#### Entries shown ####
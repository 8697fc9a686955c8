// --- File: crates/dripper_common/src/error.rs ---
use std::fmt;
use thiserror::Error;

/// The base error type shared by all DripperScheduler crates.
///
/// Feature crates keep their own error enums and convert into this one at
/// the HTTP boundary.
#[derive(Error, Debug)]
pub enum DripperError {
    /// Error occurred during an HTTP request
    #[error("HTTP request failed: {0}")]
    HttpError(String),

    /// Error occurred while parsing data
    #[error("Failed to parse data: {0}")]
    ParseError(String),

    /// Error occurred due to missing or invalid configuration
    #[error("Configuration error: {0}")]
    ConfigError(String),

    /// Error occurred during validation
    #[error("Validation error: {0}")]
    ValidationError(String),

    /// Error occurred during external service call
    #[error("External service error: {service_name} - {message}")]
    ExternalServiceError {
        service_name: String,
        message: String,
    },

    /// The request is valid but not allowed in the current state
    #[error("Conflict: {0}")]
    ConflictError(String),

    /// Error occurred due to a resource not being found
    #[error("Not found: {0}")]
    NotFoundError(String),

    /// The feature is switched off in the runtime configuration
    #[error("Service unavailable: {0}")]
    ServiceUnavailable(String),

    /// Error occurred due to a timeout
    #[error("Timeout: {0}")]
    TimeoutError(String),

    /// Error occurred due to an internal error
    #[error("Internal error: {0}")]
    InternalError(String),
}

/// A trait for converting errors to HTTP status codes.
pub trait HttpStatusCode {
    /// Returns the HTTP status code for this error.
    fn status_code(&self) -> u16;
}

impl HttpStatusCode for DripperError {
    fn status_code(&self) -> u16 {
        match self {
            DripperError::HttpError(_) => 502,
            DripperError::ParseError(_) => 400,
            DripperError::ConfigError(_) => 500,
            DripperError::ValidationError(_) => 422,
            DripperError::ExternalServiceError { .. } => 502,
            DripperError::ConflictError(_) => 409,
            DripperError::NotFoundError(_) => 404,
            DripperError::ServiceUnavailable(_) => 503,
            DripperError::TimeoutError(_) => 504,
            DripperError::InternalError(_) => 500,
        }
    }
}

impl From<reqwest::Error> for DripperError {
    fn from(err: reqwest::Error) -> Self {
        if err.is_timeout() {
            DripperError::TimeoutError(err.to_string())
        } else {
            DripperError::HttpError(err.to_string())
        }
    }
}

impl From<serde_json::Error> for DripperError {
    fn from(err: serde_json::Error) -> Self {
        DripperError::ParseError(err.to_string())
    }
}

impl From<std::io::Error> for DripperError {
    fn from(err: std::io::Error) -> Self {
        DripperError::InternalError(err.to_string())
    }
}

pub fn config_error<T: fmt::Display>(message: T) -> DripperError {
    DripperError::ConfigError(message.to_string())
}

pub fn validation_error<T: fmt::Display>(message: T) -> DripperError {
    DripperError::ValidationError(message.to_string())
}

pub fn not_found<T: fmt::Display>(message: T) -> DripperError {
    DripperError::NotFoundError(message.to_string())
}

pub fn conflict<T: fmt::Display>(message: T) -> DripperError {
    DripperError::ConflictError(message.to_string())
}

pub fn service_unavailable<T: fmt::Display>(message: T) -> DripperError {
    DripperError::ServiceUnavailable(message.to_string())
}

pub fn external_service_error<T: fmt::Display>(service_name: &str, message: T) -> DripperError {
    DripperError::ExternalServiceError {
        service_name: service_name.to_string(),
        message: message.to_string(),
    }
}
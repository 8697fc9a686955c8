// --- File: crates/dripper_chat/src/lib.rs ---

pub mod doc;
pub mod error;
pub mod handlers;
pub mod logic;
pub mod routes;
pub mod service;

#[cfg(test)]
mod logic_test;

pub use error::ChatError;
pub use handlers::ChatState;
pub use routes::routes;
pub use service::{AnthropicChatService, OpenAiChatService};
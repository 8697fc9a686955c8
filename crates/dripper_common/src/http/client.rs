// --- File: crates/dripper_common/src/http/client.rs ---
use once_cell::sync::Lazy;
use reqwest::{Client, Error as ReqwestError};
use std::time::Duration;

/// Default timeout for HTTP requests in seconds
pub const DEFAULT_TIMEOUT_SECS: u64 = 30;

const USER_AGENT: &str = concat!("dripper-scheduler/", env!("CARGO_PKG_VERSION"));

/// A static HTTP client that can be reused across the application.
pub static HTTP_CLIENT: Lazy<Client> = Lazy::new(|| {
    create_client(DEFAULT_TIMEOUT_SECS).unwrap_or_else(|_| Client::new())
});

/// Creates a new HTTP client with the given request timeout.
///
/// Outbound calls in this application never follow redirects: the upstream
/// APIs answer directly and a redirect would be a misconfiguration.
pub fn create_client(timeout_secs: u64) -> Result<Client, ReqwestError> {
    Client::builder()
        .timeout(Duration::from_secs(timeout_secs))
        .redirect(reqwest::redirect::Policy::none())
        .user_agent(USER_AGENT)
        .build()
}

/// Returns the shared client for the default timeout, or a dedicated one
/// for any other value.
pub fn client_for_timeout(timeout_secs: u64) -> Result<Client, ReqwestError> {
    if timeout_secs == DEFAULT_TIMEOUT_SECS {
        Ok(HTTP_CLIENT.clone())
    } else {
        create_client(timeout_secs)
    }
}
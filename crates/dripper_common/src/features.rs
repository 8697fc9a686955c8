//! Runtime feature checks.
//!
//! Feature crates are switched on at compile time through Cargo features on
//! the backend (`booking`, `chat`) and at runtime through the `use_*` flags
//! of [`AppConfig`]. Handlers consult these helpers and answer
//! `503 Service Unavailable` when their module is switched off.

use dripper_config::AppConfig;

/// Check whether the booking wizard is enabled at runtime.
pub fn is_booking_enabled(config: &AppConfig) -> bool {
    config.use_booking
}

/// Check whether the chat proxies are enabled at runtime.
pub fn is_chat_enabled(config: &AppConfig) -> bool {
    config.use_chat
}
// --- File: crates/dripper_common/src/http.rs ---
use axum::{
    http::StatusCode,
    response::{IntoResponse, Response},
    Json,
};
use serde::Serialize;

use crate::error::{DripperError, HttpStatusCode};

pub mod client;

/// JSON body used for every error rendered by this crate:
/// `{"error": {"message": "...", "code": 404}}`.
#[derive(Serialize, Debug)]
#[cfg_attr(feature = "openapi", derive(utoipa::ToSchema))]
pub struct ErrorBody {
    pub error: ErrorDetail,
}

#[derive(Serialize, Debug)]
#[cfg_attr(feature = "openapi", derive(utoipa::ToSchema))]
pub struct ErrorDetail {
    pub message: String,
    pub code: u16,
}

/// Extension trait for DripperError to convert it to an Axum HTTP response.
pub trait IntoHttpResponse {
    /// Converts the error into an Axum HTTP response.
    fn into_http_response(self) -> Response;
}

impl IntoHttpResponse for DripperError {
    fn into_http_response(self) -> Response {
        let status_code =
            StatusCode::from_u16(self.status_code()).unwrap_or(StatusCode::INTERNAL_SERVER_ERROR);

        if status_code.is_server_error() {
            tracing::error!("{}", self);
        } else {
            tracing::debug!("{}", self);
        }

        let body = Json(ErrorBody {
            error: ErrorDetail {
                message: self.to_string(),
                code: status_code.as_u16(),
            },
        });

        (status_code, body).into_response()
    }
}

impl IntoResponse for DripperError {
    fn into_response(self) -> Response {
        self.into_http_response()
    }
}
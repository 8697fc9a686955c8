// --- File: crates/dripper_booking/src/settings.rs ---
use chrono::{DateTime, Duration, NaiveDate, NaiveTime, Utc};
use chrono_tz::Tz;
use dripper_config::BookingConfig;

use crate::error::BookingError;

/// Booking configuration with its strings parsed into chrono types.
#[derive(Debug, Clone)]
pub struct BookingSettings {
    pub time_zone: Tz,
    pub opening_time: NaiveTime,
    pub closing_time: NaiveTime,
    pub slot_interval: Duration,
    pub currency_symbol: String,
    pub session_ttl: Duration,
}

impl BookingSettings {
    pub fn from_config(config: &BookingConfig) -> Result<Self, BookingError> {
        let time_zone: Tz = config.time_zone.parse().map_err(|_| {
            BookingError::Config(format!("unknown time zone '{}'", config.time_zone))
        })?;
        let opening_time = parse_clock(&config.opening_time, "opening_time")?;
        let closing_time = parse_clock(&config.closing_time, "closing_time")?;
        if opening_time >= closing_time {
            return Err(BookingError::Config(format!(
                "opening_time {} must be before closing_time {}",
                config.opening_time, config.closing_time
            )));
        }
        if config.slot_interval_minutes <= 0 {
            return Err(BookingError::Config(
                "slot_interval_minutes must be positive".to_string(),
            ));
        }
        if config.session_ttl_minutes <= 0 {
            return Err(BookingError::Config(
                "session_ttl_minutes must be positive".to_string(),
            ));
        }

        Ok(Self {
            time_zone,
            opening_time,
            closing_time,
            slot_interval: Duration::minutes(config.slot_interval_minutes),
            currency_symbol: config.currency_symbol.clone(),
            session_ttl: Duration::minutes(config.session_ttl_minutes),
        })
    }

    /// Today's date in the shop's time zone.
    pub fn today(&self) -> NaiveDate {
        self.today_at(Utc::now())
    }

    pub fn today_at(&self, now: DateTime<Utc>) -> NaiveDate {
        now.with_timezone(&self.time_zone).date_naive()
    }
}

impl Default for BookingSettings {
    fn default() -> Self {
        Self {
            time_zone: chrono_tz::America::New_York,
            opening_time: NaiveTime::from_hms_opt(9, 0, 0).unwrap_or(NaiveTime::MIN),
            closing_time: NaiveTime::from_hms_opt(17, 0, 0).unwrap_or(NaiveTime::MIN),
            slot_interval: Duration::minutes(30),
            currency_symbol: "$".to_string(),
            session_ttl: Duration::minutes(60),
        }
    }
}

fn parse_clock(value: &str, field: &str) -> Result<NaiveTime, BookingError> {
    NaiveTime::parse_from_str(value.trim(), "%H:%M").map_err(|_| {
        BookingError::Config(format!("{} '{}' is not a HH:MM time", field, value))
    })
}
####
-- Task directions --
Which lines of the data contain the string "format"? Copy each one.

-- Answer to this exercise --
            BookingError::Config(format!("unknown time zone '{}'", config.time_zone))
            return Err(BookingError::Config(format!(
        BookingError::Config(format!("{} '{}' is not a HH:MM time", field, value))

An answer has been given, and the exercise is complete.